Influencé par l’estampe japonaise, Toulouse-Lautrec exécute plus de 300 lithographies entre 1892 et 1899. Il y retrouve le goût de l’étude de mœurs dans des milieux typés (théâtre, cirque, hippodrome, vélodrome) et de l’érotisme féminin (Elles, 1896). Mais, également, il y donne libre cours à son génie de la stylisation, qui l’apparente aux créateurs de l’Art nouveau.
Toulouse-Lautrec fournit à l’occasion des dessins satiriques aux journaux (le Mirliton, le Rire, l’Escarmouche…). Il réalise des maquettes de décors et de programmes pour le théâtre de l’Œuvre de Lugné-Poe et pour le Théâtre-Libre d’Antoine. Alors que sa réputation de grand artiste est établie, il s’enfonce dans l’éthylisme et, en 1899, il est frappé d’une crise de delirium tremens. Au cours de son internement, il exécute de mémoire, aux crayons de couleur, une série de dessins sur le cirque (Au cirque, le salut). Dès sa première attaque de paralysie, il liquide son atelier parisien et rejoint sa mère en Gironde, où il s’éteint à l’âge de 36 ans. Un millier de ses œuvres sont exposées au musée Toulouse-Lautrec d’Albi.
« Les petites femmes de Paris »
Homme infirme, Toulouse-Lautrec transcenda sa désespérance par son amour des femmes. Les danseuses de french cancan, Grille-d’Égout, Rayon-d’Or, Nini Patte-en-l’Air, Trompe-la-Mort, l’enivraient.

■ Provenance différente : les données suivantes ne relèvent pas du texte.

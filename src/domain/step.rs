//! Harness steps
//!
//! Steps are structured values with typed arguments. A scenario file names
//! them with `step: <id>`; the registry binds each [`StepId`] to a handler.

use std::fmt;

use serde::{Deserialize, Serialize};

/// Stable identifier for a step handler
#[derive(Debug, Clone, Copy, PartialEq, Eq, Hash, Serialize, Deserialize)]
#[serde(rename_all = "snake_case")]
pub enum StepId {
    Visit,
    ExpectLoginScreen,
    LoginAs,
    LoginShibboleth,
    LoginAleph,
    ExpectRedirect,
    ExpectContent,
    ExpectEzproxyDenied,
    ExpectEzborrowDenied,
}

impl StepId {
    pub const ALL: [StepId; 9] = [
        StepId::Visit,
        StepId::ExpectLoginScreen,
        StepId::LoginAs,
        StepId::LoginShibboleth,
        StepId::LoginAleph,
        StepId::ExpectRedirect,
        StepId::ExpectContent,
        StepId::ExpectEzproxyDenied,
        StepId::ExpectEzborrowDenied,
    ];

    pub fn as_str(self) -> &'static str {
        match self {
            StepId::Visit => "visit",
            StepId::ExpectLoginScreen => "expect_login_screen",
            StepId::LoginAs => "login_as",
            StepId::LoginShibboleth => "login_shibboleth",
            StepId::LoginAleph => "login_aleph",
            StepId::ExpectRedirect => "expect_redirect",
            StepId::ExpectContent => "expect_content",
            StepId::ExpectEzproxyDenied => "expect_ezproxy_denied",
            StepId::ExpectEzborrowDenied => "expect_ezborrow_denied",
        }
    }

    /// Keys a step of this kind may carry besides `step`
    pub fn arguments(self) -> &'static [&'static str] {
        match self {
            StepId::Visit | StepId::ExpectRedirect => &["url"],
            StepId::LoginAs => &["profile"],
            StepId::LoginShibboleth | StepId::LoginAleph => &["username", "password"],
            StepId::ExpectContent => &["text"],
            StepId::ExpectLoginScreen
            | StepId::ExpectEzproxyDenied
            | StepId::ExpectEzborrowDenied => &[],
        }
    }

    pub fn from_name(name: &str) -> Option<StepId> {
        StepId::ALL.into_iter().find(|id| id.as_str() == name)
    }
}

impl fmt::Display for StepId {
    fn fmt(&self, f: &mut fmt::Formatter<'_>) -> fmt::Result {
        f.write_str(self.as_str())
    }
}

/// One step of a scenario
#[derive(Debug, Clone, PartialEq, Eq, Serialize, Deserialize)]
#[serde(tag = "step", rename_all = "snake_case")]
pub enum Step {
    /// Open a URL in the browser session
    Visit { url: String },
    /// The affiliation chooser is showing
    ExpectLoginScreen,
    /// Choose an affiliation and log in with stored credentials
    LoginAs { profile: LoginProfile },
    /// Fill and submit the Shibboleth form
    LoginShibboleth { username: String, password: String },
    /// Fill and submit the Aleph form
    LoginAleph { username: String, password: String },
    /// Current URL matches a pattern
    ExpectRedirect { url: String },
    /// Literal text is on the page
    ExpectContent { text: String },
    ExpectEzproxyDenied,
    ExpectEzborrowDenied,
}

impl Step {
    pub fn id(&self) -> StepId {
        match self {
            Step::Visit { .. } => StepId::Visit,
            Step::ExpectLoginScreen => StepId::ExpectLoginScreen,
            Step::LoginAs { .. } => StepId::LoginAs,
            Step::LoginShibboleth { .. } => StepId::LoginShibboleth,
            Step::LoginAleph { .. } => StepId::LoginAleph,
            Step::ExpectRedirect { .. } => StepId::ExpectRedirect,
            Step::ExpectContent { .. } => StepId::ExpectContent,
            Step::ExpectEzproxyDenied => StepId::ExpectEzproxyDenied,
            Step::ExpectEzborrowDenied => StepId::ExpectEzborrowDenied,
        }
    }
}

/// Login form layout of an identity provider
#[derive(Debug, Clone, Copy, PartialEq, Eq, Serialize, Deserialize)]
#[serde(rename_all = "snake_case")]
pub enum IdentityProvider {
    Shibboleth,
    Aleph,
}

impl IdentityProvider {
    /// CSS selector of the element enclosing the login form
    pub fn container(self) -> &'static str {
        match self {
            IdentityProvider::Shibboleth => "#section_login",
            IdentityProvider::Aleph => "#aleph",
        }
    }

    pub fn username_field(self) -> &'static str {
        match self {
            IdentityProvider::Shibboleth => "j_username",
            IdentityProvider::Aleph => "username",
        }
    }

    pub fn password_field(self) -> &'static str {
        match self {
            IdentityProvider::Shibboleth => "j_password",
            IdentityProvider::Aleph => "password",
        }
    }

    pub fn submit_label(self) -> &'static str {
        "Login"
    }
}

/// Who a `login_as` step logs in as
#[derive(Debug, Clone, Copy, PartialEq, Eq, Serialize, Deserialize)]
#[serde(rename_all = "snake_case")]
pub enum LoginProfile {
    NyuStudent,
    CooperUnionFaculty,
    NysidFaculty,
}

impl LoginProfile {
    /// Text of the affiliation link on the login chooser
    pub fn affiliation_link(self) -> &'static str {
        match self {
            LoginProfile::NyuStudent => "NYU",
            LoginProfile::CooperUnionFaculty => "Cooper Union",
            LoginProfile::NysidFaculty => "NYSID",
        }
    }

    pub fn institution(self) -> &'static str {
        match self {
            LoginProfile::NyuStudent => "nyu",
            LoginProfile::CooperUnionFaculty => "cooper",
            LoginProfile::NysidFaculty => "nysid",
        }
    }

    pub fn user_type(self) -> &'static str {
        match self {
            LoginProfile::NyuStudent => "student",
            LoginProfile::CooperUnionFaculty | LoginProfile::NysidFaculty => "faculty",
        }
    }

    pub fn provider(self) -> IdentityProvider {
        match self {
            LoginProfile::NyuStudent => IdentityProvider::Shibboleth,
            LoginProfile::CooperUnionFaculty | LoginProfile::NysidFaculty => {
                IdentityProvider::Aleph
            }
        }
    }
}

/// A proxy "not authorized" page: where it lives and what it says
#[derive(Debug, Clone, Copy)]
pub struct DenialPage {
    pub url: &'static str,
    pub texts: &'static [&'static str],
}

pub const NOT_AUTHORIZED_APOLOGY: &str =
    "We're sorry, but you are not authorized to access this content.";

pub const LOGIN_SCREEN_PROMPT: &str = "Select your affiliation to login";

pub const EZPROXY_DENIED: DenialPage = DenialPage {
    url: "http://library.nyu.edu/errors/ezproxy-library-nyu-edu/unauthorized",
    texts: &["EZProxy Login", NOT_AUTHORIZED_APOLOGY],
};

pub const EZBORROW_DENIED: DenialPage = DenialPage {
    url: "http://library.nyu.edu/errors/ezborrow-library-nyu-edu/unauthorized",
    texts: &[
        "EZBorrow access is available to all NYU faculty, staff and students enrolled in degree or diploma programs.",
        NOT_AUTHORIZED_APOLOGY,
    ],
};
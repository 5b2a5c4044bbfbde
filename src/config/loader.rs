//! Configuration loading

use std::fs;
use std::path::{Path, PathBuf};

use crate::error::{PdsError, PdsResult};

use super::types::{Config, ImageStaging, Verbosity};

/// Project config file name, looked up in the project root
pub const PROJECT_CONFIG_FILE: &str = "pds.toml";

/// An unknown key found while loading a config file
#[derive(Debug, Clone, PartialEq, Eq)]
pub struct ConfigWarning {
    pub key: String,
    pub file: PathBuf,
    pub line: Option<usize>,
    pub suggestion: Option<String>,
}

/// A configuration together with where it came from
#[derive(Debug, Clone)]
pub struct LoadedConfig {
    pub config: Config,
    pub warnings: Vec<ConfigWarning>,
    /// `None` when only defaults (plus env) apply
    pub source: Option<PathBuf>,
}

/// Parse `path`, collecting unknown keys instead of rejecting them
pub fn load_with_warnings(path: &Path) -> PdsResult<(Config, Vec<ConfigWarning>)> {
    let content = fs::read_to_string(path)?;

    let mut ignored = Vec::new();
    let config: Config =
        serde_ignored::deserialize(toml::de::Deserializer::new(&content), |key_path| {
            ignored.push(key_path.to_string());
        })
        .map_err(|e| PdsError::InvalidConfig {
            file: path.to_path_buf(),
            message: e.to_string(),
        })?;

    let warnings = ignored
        .iter()
        .map(|key_path| {
            let key = key_path.rsplit('.').next().unwrap_or(key_path);
            ConfigWarning {
                key: key.to_string(),
                file: path.to_path_buf(),
                line: line_of(&content, key),
                suggestion: suggest_key(key),
            }
        })
        .collect();

    Ok((config, warnings))
}

/// Resolve the configuration for a run.
///
/// An explicit path must exist. Otherwise the project config wins over the
/// user config. A file that exists but does not parse is an error rather than
/// a silent fallback to defaults.
pub fn discover(project_root: &Path, explicit: Option<&Path>) -> PdsResult<LoadedConfig> {
    let candidate = match explicit {
        Some(path) => Some(path.to_path_buf()),
        None => {
            let project_config = project_root.join(PROJECT_CONFIG_FILE);
            if project_config.exists() {
                Some(project_config)
            } else {
                user_config_path().filter(|p| p.exists())
            }
        }
    };

    let (config, warnings) = match &candidate {
        Some(path) => {
            tracing::debug!(config = %path.display(), "loading configuration");
            load_with_warnings(path)?
        }
        None => (Config::default(), Vec::new()),
    };

    Ok(LoadedConfig {
        config: with_env_overrides(config, |key| std::env::var(key).ok()),
        warnings,
        source: candidate,
    })
}

/// Apply environment variable overrides (PDS_* prefix)
///
/// `lookup` abstracts the environment so overrides can be exercised without
/// mutating the process environment.
pub fn with_env_overrides(mut config: Config, lookup: impl Fn(&str) -> Option<String>) -> Config {
    if let Some(dir) = lookup("PDS_ASSETS_DIR") {
        config.build.assets_dir = PathBuf::from(dir);
    }

    if let Some(dir) = lookup("PDS_DIST_DIR") {
        config.build.dist_dir = PathBuf::from(dir);
    }

    // PDS_VENDORS (comma-separated, ordered)
    if let Some(vendors) = lookup("PDS_VENDORS") {
        let parsed: Vec<String> = vendors
            .split(',')
            .map(str::trim)
            .filter(|s| !s.is_empty())
            .map(str::to_string)
            .collect();
        if !parsed.is_empty() {
            config.build.vendors = parsed;
        }
    }

    if let Some(staging) = lookup("PDS_IMAGE_STAGING") {
        match staging.parse::<ImageStaging>() {
            Ok(staging) => config.build.image_staging = staging,
            Err(e) => tracing::warn!("ignoring PDS_IMAGE_STAGING: {}", e),
        }
    }

    if let Some(val) = lookup("PDS_COMPILE_STYLESHEETS") {
        config.build.compile_stylesheets = val.to_lowercase() != "false" && val != "0";
    }

    if let Some(file) = lookup("PDS_CREDENTIALS_FILE") {
        config.harness.credentials_file = PathBuf::from(file);
    }

    if let Some(env) = lookup("PDS_CREDENTIALS_ENV") {
        config.harness.environment = Some(env).filter(|e| !e.is_empty());
    }

    if let Some(campus) = lookup("PDS_CAMPUS") {
        match campus.parse() {
            Ok(campus) => config.harness.campus = Some(campus),
            Err(e) => tracing::warn!("ignoring PDS_CAMPUS: {}", e),
        }
    }

    if let Some(verbosity) = lookup("PDS_VERBOSITY") {
        config.output.verbosity = match verbosity.to_lowercase().as_str() {
            "quiet" => Verbosity::Quiet,
            "verbose" => Verbosity::Verbose,
            "debug" => Verbosity::Debug,
            _ => Verbosity::Normal,
        };
    }

    config
}

fn user_config_path() -> Option<PathBuf> {
    dirs::config_dir().map(|dir| dir.join("pds-site").join("config.toml"))
}

/// First line mentioning `key`, 1-based
fn line_of(content: &str, key: &str) -> Option<usize> {
    content
        .lines()
        .enumerate()
        .find_map(|(i, line)| line.contains(key).then_some(i + 1))
}

/// Every key the config schema knows, for typo suggestions
const KNOWN_KEYS: &[&str] = &[
    "build",
    "assets_dir",
    "dist_dir",
    "sass_dir",
    "css_dir",
    "vendors",
    "image_staging",
    "compile_stylesheets",
    "output_style",
    "search_paths",
    "registry",
    "stylesheets_dir",
    "harness",
    "credentials_file",
    "environment",
    "campus",
    "timeout_secs",
    "max_redirects",
    "user_agent",
    "output",
    "verbosity",
];

/// Closest known key within two edits
fn suggest_key(unknown: &str) -> Option<String> {
    KNOWN_KEYS
        .iter()
        .map(|known| (edit_distance(unknown, known), *known))
        .filter(|(distance, _)| *distance <= 2)
        .min_by_key(|(distance, _)| *distance)
        .map(|(_, known)| known.to_string())
}

/// Levenshtein distance over chars, single-row
fn edit_distance(a: &str, b: &str) -> usize {
    let b: Vec<char> = b.chars().collect();
    let mut row: Vec<usize> = (0..=b.len()).collect();

    for (i, ca) in a.chars().enumerate() {
        let mut diagonal = row[0];
        row[0] = i + 1;
        for (j, cb) in b.iter().enumerate() {
            let substitution = diagonal + usize::from(ca != *cb);
            diagonal = row[j + 1];
            row[j + 1] = substitution.min(row[j] + 1).min(diagonal + 1);
        }
    }
    row[b.len()]
}
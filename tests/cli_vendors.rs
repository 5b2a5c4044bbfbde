mod common;

use common::*;

#[test]
fn vendors_lists_sibling_directories() {
    let env = TestEnv::new();
    write_site(&env);

    let result = env.run(&["vendors"]);
    assert!(result.success, "{}", result.combined_output());
    assert!(result.stdout.contains("nyulibraries-assets"));
    assert!(result.stdout.contains("stylesheets/../images"));
}

#[test]
fn vendors_json_lists_resolved_paths() {
    let env = TestEnv::new();
    write_site(&env);

    let result = env.run(&["--json", "vendors"]);
    assert!(result.success, "{}", result.combined_output());

    let data = &result.events_named("data")[0];
    let vendor = &data["vendors"][0];
    assert_eq!(vendor["name"], "nyulibraries-assets");
    assert!(vendor["javascripts"]
        .as_str()
        .unwrap()
        .ends_with("stylesheets/../javascripts"));
}

#[test]
fn unknown_config_key_warns_with_suggestion() {
    let env = TestEnv::new();
    write_site(&env);
    env.write_project_file(
        "pds.toml",
        "[build]\nvendor = [\"nyulibraries-assets\"]\n",
    );

    let result = env.run(&["vendors"]);
    assert!(result.success, "{}", result.combined_output());
    assert!(
        result.stderr.contains("unknown config key 'vendor'"),
        "stderr:\n{}",
        result.stderr
    );
    assert!(result.stderr.contains("vendors"));
}

#[test]
fn malformed_config_is_an_error() {
    let env = TestEnv::new();
    env.write_project_file("pds.toml", "[build\n");

    let result = env.run(&["vendors"]);
    assert!(!result.success);
    assert!(result.stderr.contains("pds.toml"), "stderr:\n{}", result.stderr);
}
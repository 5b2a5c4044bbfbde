//! Disk-backed `FileSystem`
//!
//! Writes go through a sibling temp file and a rename, so readers never see
//! a half-written bundle or stylesheet.

use std::io::Write;
use std::path::{Path, PathBuf};

use ignore::WalkBuilder;
use sha2::{Digest, Sha256};

use crate::domain::ports::file_system::{FileSystem, FsError, FsResult};

#[derive(Debug, Clone, Copy, Default)]
pub struct LocalFs;

impl LocalFs {
    pub fn new() -> Self {
        Self
    }
}

impl FileSystem for LocalFs {
    fn read(&self, path: &Path) -> FsResult<String> {
        std::fs::read_to_string(path).map_err(|e| FsError::at(path, e))
    }

    fn write(&self, path: &Path, content: &str) -> FsResult<()> {
        let parent = path
            .parent()
            .filter(|p| !p.as_os_str().is_empty())
            .unwrap_or_else(|| Path::new("."));
        std::fs::create_dir_all(parent).map_err(|e| FsError::at(parent, e))?;

        // Write to a sibling temp file, then rename over the target
        let mut tmp = tempfile::NamedTempFile::new_in(parent).map_err(|e| FsError::at(parent, e))?;
        tmp.write_all(content.as_bytes())
            .map_err(|e| FsError::at(path, e))?;
        tmp.persist(path).map_err(|e| FsError::at(path, e.error))?;
        Ok(())
    }

    fn exists(&self, path: &Path) -> bool {
        path.exists()
    }

    fn is_dir(&self, path: &Path) -> bool {
        path.is_dir()
    }

    fn create_dir_all(&self, path: &Path) -> FsResult<()> {
        std::fs::create_dir_all(path).map_err(|e| FsError::at(path, e))
    }

    fn remove_dir_all(&self, path: &Path) -> FsResult<()> {
        match std::fs::remove_dir_all(path) {
            Ok(()) => Ok(()),
            Err(e) if e.kind() == std::io::ErrorKind::NotFound => Ok(()),
            Err(e) => Err(FsError::at(path, e)),
        }
    }

    fn copy_tree(&self, from: &Path, to: &Path) -> FsResult<usize> {
        if !from.is_dir() {
            return Err(FsError::NotFound(from.to_path_buf()));
        }

        let files = self.list_files(from)?;
        std::fs::create_dir_all(to).map_err(|e| FsError::at(to, e))?;

        for rel in &files {
            let dest = to.join(rel);
            if let Some(parent) = dest.parent() {
                std::fs::create_dir_all(parent).map_err(|e| FsError::at(parent, e))?;
            }
            std::fs::copy(from.join(rel), &dest).map_err(|e| FsError::at(&dest, e))?;
        }

        Ok(files.len())
    }

    fn list_files(&self, root: &Path) -> FsResult<Vec<PathBuf>> {
        let mut files = Vec::new();
        let walker = WalkBuilder::new(root)
            .standard_filters(false)
            .follow_links(true)
            .build();

        for entry in walker {
            let entry = entry.map_err(|e| FsError::Other(e.to_string()))?;
            if !entry.file_type().is_some_and(|t| t.is_file()) {
                continue;
            }
            let rel = entry
                .path()
                .strip_prefix(root)
                .map_err(|e| FsError::Other(e.to_string()))?;
            files.push(rel.to_path_buf());
        }

        files.sort();
        Ok(files)
    }

    fn hash(&self, path: &Path) -> FsResult<String> {
        let bytes = std::fs::read(path).map_err(|e| FsError::at(path, e))?;
        let mut hasher = Sha256::new();
        hasher.update(&bytes);
        Ok(format!("sha256:{:x}", hasher.finalize()))
    }
}

#[cfg(test)]
mod tests {
    use super::*;
    use tempfile::tempdir;

    #[test]
    fn write_replaces_and_creates_parents() {
        let dir = tempdir().unwrap();
        let css = dir.path().join("assets/css/pds.css");
        let fs = LocalFs::new();

        fs.write(&css, "a{}").unwrap();
        fs.write(&css, "b{}").unwrap();

        assert_eq!(fs.read(&css).unwrap(), "b{}");
        assert_eq!(fs.list_files(&dir.path().join("assets")).unwrap().len(), 1);
    }

    #[test]
    fn remove_dir_all_tolerates_missing_dir() {
        let dir = tempdir().unwrap();
        let fs = LocalFs::new();

        fs.remove_dir_all(&dir.path().join("never-created")).unwrap();

        let present = dir.path().join("dist");
        fs.write(&present.join("css/old.css"), "x").unwrap();
        fs.remove_dir_all(&present).unwrap();
        assert!(!present.exists());
    }

    #[test]
    fn copy_tree_preserves_structure_and_overwrites() {
        let dir = tempdir().unwrap();
        let fs = LocalFs::new();
        let from = dir.path().join("vendor/images");
        let to = dir.path().join("assets/images");

        fs.write(&from.join("glyphicons/halflings.svg"), "new").unwrap();
        fs.write(&from.join("logo.png"), "logo").unwrap();
        fs.write(&to.join("glyphicons/halflings.svg"), "old").unwrap();
        fs.write(&to.join("local.png"), "local").unwrap();

        let copied = fs.copy_tree(&from, &to).unwrap();

        assert_eq!(copied, 2);
        assert_eq!(fs.read(&to.join("glyphicons/halflings.svg")).unwrap(), "new");
        assert_eq!(fs.read(&to.join("local.png")).unwrap(), "local");
        assert_eq!(fs.read(&to.join("logo.png")).unwrap(), "logo");
    }

    #[test]
    fn copy_tree_through_parent_relative_path() {
        let dir = tempdir().unwrap();
        let fs = LocalFs::new();
        fs.write(&dir.path().join("gem/images/a.png"), "a").unwrap();
        fs.create_dir_all(&dir.path().join("gem/stylesheets")).unwrap();

        let from = dir.path().join("gem/stylesheets/../images");
        let to = dir.path().join("out");
        fs.copy_tree(&from, &to).unwrap();

        assert!(to.join("a.png").exists());
    }

    #[test]
    fn copy_tree_missing_source_is_not_found() {
        let dir = tempdir().unwrap();
        let fs = LocalFs::new();
        let err = fs
            .copy_tree(&dir.path().join("nope"), &dir.path().join("out"))
            .unwrap_err();
        assert!(matches!(err, FsError::NotFound(_)));
    }

    #[test]
    fn list_files_is_sorted_and_relative() {
        let dir = tempdir().unwrap();
        let fs = LocalFs::new();
        fs.write(&dir.path().join("b/2.js"), "").unwrap();
        fs.write(&dir.path().join("a.js"), "").unwrap();
        fs.write(&dir.path().join(".hidden"), "").unwrap();

        let files = fs.list_files(dir.path()).unwrap();
        assert_eq!(
            files,
            vec![
                PathBuf::from(".hidden"),
                PathBuf::from("a.js"),
                PathBuf::from("b/2.js")
            ]
        );
    }

    #[test]
    fn hash_is_prefixed_sha256() {
        let dir = tempdir().unwrap();
        let js = dir.path().join("pds.js");
        let fs = LocalFs::new();

        fs.write(&js, "").unwrap();

        assert_eq!(
            fs.hash(&js).unwrap(),
            "sha256:e3b0c44298fc1c149afbf4c8996fb92427ae41e4649b934ca495991b7852b855"
        );
    }
}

Mais nulle plus que la Goulue (Louise Weber [1866-1929]), portant haut son chignon roux, et Jane Avril (Jeanne Beaudon [1868-1943]), dite la Mélinite, aux diaboliques bas noirs, n’eut les faveurs de son talent d’artiste (Au Moulin-Rouge, entrée de la Goulue, 1892, MoMA, New York ; Jane Avril dansant, id., musée d’Orsay).
Henri de Toulouse-Lautrec, Yvette Guilbert saluant le publicHenri de Toulouse-Lautrec, Yvette Guilbert saluant le public
Le peintre étudiait sans relâche le rythme endiablé des danseuses, de leurs jambes qui s’élèvent, de leur linge qui s’envole de part et d’autre des acrobaties de l’inévitable Valentin le Désossé (Jules Renaudin [1843-1907]). Il s’intéressa aussi aux chanteuses célèbres, telle Yvette Guilbert, aux longs gants noirs, et aux artistes de cirque. Il n’oublia pas le monde des filles de joie, qu’il transfigura par un curieux lyrisme teinté d’ironie (Au salon de la rue des Moulins, 1894, Albi).